So, I was really pleased with that, but I’ll go you one better. And that’s about those shitbirds at Amazon. If you go to Amazon and you click on the hard back and go to order it, it says it’s out of stock. But the Amazon doesn’t make the book, Lulu does.. So, if you order the book, you get the book in a week, but Amazon is trying to force you into buying the Amazon book and not the Lulu book.

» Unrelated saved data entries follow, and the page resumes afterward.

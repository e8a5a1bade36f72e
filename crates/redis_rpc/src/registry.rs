use std::{
    collections::HashMap,
    sync::{Mutex, MutexGuard, PoisonError},
};

use tokio::sync::oneshot;

use crate::{envelope::Response, error::RpcError};

/// Receiving half of a pending slot: resolves with the matching response or
/// a cancellation.
pub type PendingReceiver = oneshot::Receiver<Result<Response, RpcError>>;

type PendingSender = oneshot::Sender<Result<Response, RpcError>>;

/// Process-local mapping from request id to its pending one-shot slot.
///
/// Safe under many-producer/many-consumer access. A slot leaves the map on
/// exactly one of: response delivery, caller-side removal (timeout or
/// cancellation), or [`cancel_all`](Self::cancel_all).
#[derive(Default)]
pub struct CorrelationRegistry {
    pending: Mutex<HashMap<String, PendingSender>>,
}

impl CorrelationRegistry {
    pub fn new() -> Self {
        Self::default()
    }

    /// Registers a fresh pending slot for `id`.
    ///
    /// A duplicate id is a caller bug and is rejected rather than silently
    /// overwriting the existing slot.
    pub fn register(&self, id: &str) -> Result<PendingReceiver, RpcError> {
        let (tx, rx) = oneshot::channel();
        let mut pending = self.lock();
        if pending.contains_key(id) {
            return Err(RpcError::DuplicateRequestId(id.to_string()));
        }
        pending.insert(id.to_string(), tx);
        Ok(rx)
    }

    /// Fulfills the slot for `id` with `response`. Returns false when no
    /// slot exists (stale response after a timeout or removal).
    pub fn complete(&self, id: &str, response: Response) -> bool {
        let sender = self.lock().remove(id);
        match sender {
            Some(tx) => tx.send(Ok(response)).is_ok(),
            None => false,
        }
    }

    /// Removes the slot for `id` without resolving it. Best-effort: racing
    /// with an in-flight completion is harmless.
    pub fn remove(&self, id: &str) {
        self.lock().remove(id);
    }

    /// Fails every outstanding slot with `reason` and clears the map.
    pub fn cancel_all(&self, reason: impl Fn() -> RpcError) {
        let drained: Vec<PendingSender> = {
            let mut pending = self.lock();
            pending.drain().map(|(_, tx)| tx).collect()
        };
        for tx in drained {
            let _ = tx.send(Err(reason()));
        }
    }

    /// Number of outstanding slots.
    pub fn len(&self) -> usize {
        self.lock().len()
    }

    /// True when no slots are outstanding.
    pub fn is_empty(&self) -> bool {
        self.lock().is_empty()
    }

    fn lock(&self) -> MutexGuard<'_, HashMap<String, PendingSender>> {
        self.pending.lock().unwrap_or_else(PoisonError::into_inner)
    }
}
use std::{
    fs, io,
    path::{Path, PathBuf},
    time::Duration,
};

use serde::Deserialize;
use thiserror::Error;

use crate::channels::DEFAULT_CHANNEL_PREFIX;

/// Tunables shared by clients and servers.
///
/// Defaults match the wire contract: `localhost:6379`, a 30 s per-request
/// deadline, 100 server permits, the `redis-rpc` channel namespace, no
/// stack traces in failure responses, database 0.
#[derive(Clone, Debug)]
pub struct RpcOptions {
    /// Redis endpoint as `host:port`.
    pub connection_string: String,
    /// Deadline applied when a call does not specify its own.
    pub default_timeout: Duration,
    /// Server permit-pool size.
    pub max_concurrent_requests: usize,
    /// Channel namespace.
    pub channel_prefix: String,
    /// Whether failure responses carry a stack trace.
    pub include_stack_trace_in_errors: bool,
    /// Redis logical database index.
    pub database: i64,
}

impl Default for RpcOptions {
    fn default() -> Self {
        Self {
            connection_string: "localhost:6379".to_string(),
            default_timeout: Duration::from_millis(30_000),
            max_concurrent_requests: 100,
            channel_prefix: DEFAULT_CHANNEL_PREFIX.to_string(),
            include_stack_trace_in_errors: false,
            database: 0,
        }
    }
}

impl RpcOptions {
    /// Starts from the defaults.
    pub fn new() -> Self {
        Self::default()
    }

    /// Sets the Redis endpoint (`host:port`).
    pub fn connection_string(mut self, value: impl Into<String>) -> Self {
        self.connection_string = value.into();
        self
    }

    /// Sets the default per-request deadline.
    pub fn default_timeout(mut self, value: Duration) -> Self {
        self.default_timeout = value;
        self
    }

    /// Sets the server permit-pool size.
    pub fn max_concurrent_requests(mut self, value: usize) -> Self {
        self.max_concurrent_requests = value;
        self
    }

    /// Sets the channel namespace.
    pub fn channel_prefix(mut self, value: impl Into<String>) -> Self {
        self.channel_prefix = value.into();
        self
    }

    /// Enables or disables stack traces in failure responses.
    pub fn include_stack_trace_in_errors(mut self, value: bool) -> Self {
        self.include_stack_trace_in_errors = value;
        self
    }

    /// Sets the Redis logical database index.
    pub fn database(mut self, value: i64) -> Self {
        self.database = value;
        self
    }

    /// Redis connection URL for this endpoint and database.
    pub fn redis_url(&self) -> String {
        format!("redis://{}/{}", self.connection_string, self.database)
    }

    /// Loads options from a TOML file's `[rpc]` table, merged over the
    /// defaults. A missing file yields the defaults unchanged.
    pub fn from_config_file(path: impl AsRef<Path>) -> Result<Self, ConfigError> {
        let path = path.as_ref();
        if !path.exists() {
            return Ok(Self::default());
        }

        let contents = fs::read_to_string(path).map_err(|source| ConfigError::Read {
            path: path.to_path_buf(),
            source,
        })?;
        let file: ConfigFile = toml::from_str(&contents).map_err(|source| ConfigError::Parse {
            path: path.to_path_buf(),
            source,
        })?;

        Ok(Self::default().merge(file.rpc.unwrap_or_default()))
    }

    fn merge(mut self, overlay: OptionsOverlay) -> Self {
        if let Some(value) = overlay.connection_string {
            self.connection_string = value;
        }
        if let Some(value) = overlay.default_timeout_ms {
            self.default_timeout = Duration::from_millis(value);
        }
        if let Some(value) = overlay.max_concurrent_requests {
            self.max_concurrent_requests = value;
        }
        if let Some(value) = overlay.channel_prefix {
            self.channel_prefix = value;
        }
        if let Some(value) = overlay.include_stack_trace_in_errors {
            self.include_stack_trace_in_errors = value;
        }
        if let Some(value) = overlay.database {
            self.database = value;
        }
        self
    }
}

#[derive(Debug, Default, Deserialize)]
struct ConfigFile {
    #[serde(default)]
    rpc: Option<OptionsOverlay>,
}

/// Partial options as they appear on disk.
#[derive(Debug, Default, Deserialize)]
struct OptionsOverlay {
    connection_string: Option<String>,
    default_timeout_ms: Option<u64>,
    max_concurrent_requests: Option<usize>,
    channel_prefix: Option<String>,
    include_stack_trace_in_errors: Option<bool>,
    database: Option<i64>,
}

/// Errors surfaced while loading options from disk.
#[derive(Debug, Error)]
pub enum ConfigError {
    #[error("failed to read {}: {source}", path.display())]
    Read {
        path: PathBuf,
        #[source]
        source: io::Error,
    },
    #[error("failed to parse {}: {source}", path.display())]
    Parse {
        path: PathBuf,
        #[source]
        source: toml::de::Error,
    },
}
use super::*;

use serde_json::{json, Value};
use std::{
    sync::{atomic::Ordering, Arc},
    time::Duration,
};
use tokio::time;
use tokio_util::sync::CancellationToken;

mod support;
use support::*;

mod envelope;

They are absolute scumbags. There is a Lulu paperback in black and white, and it’s $24. And if you tried to order that on Amazon, it says delivery in one to two months. I’m sitting here saying “They’re trying every dirty trick in the world to force you into dealing with Amazon.”
Goldfinger: Amazon has come to basically take over the world. It’s pretty amazing. Especially in the last year.
Bob Moriarty: Yep.
Goldfinger: Let’s talk about the Novo story and how we got here today. So, they’re pouring gold right now at Beatons Creek. The company started in 2009 with this idea that Quinton Hennigh had about there being a Witswatersrand 2.0. So, could you tell us a little bit about the early days for Novo and how this got started?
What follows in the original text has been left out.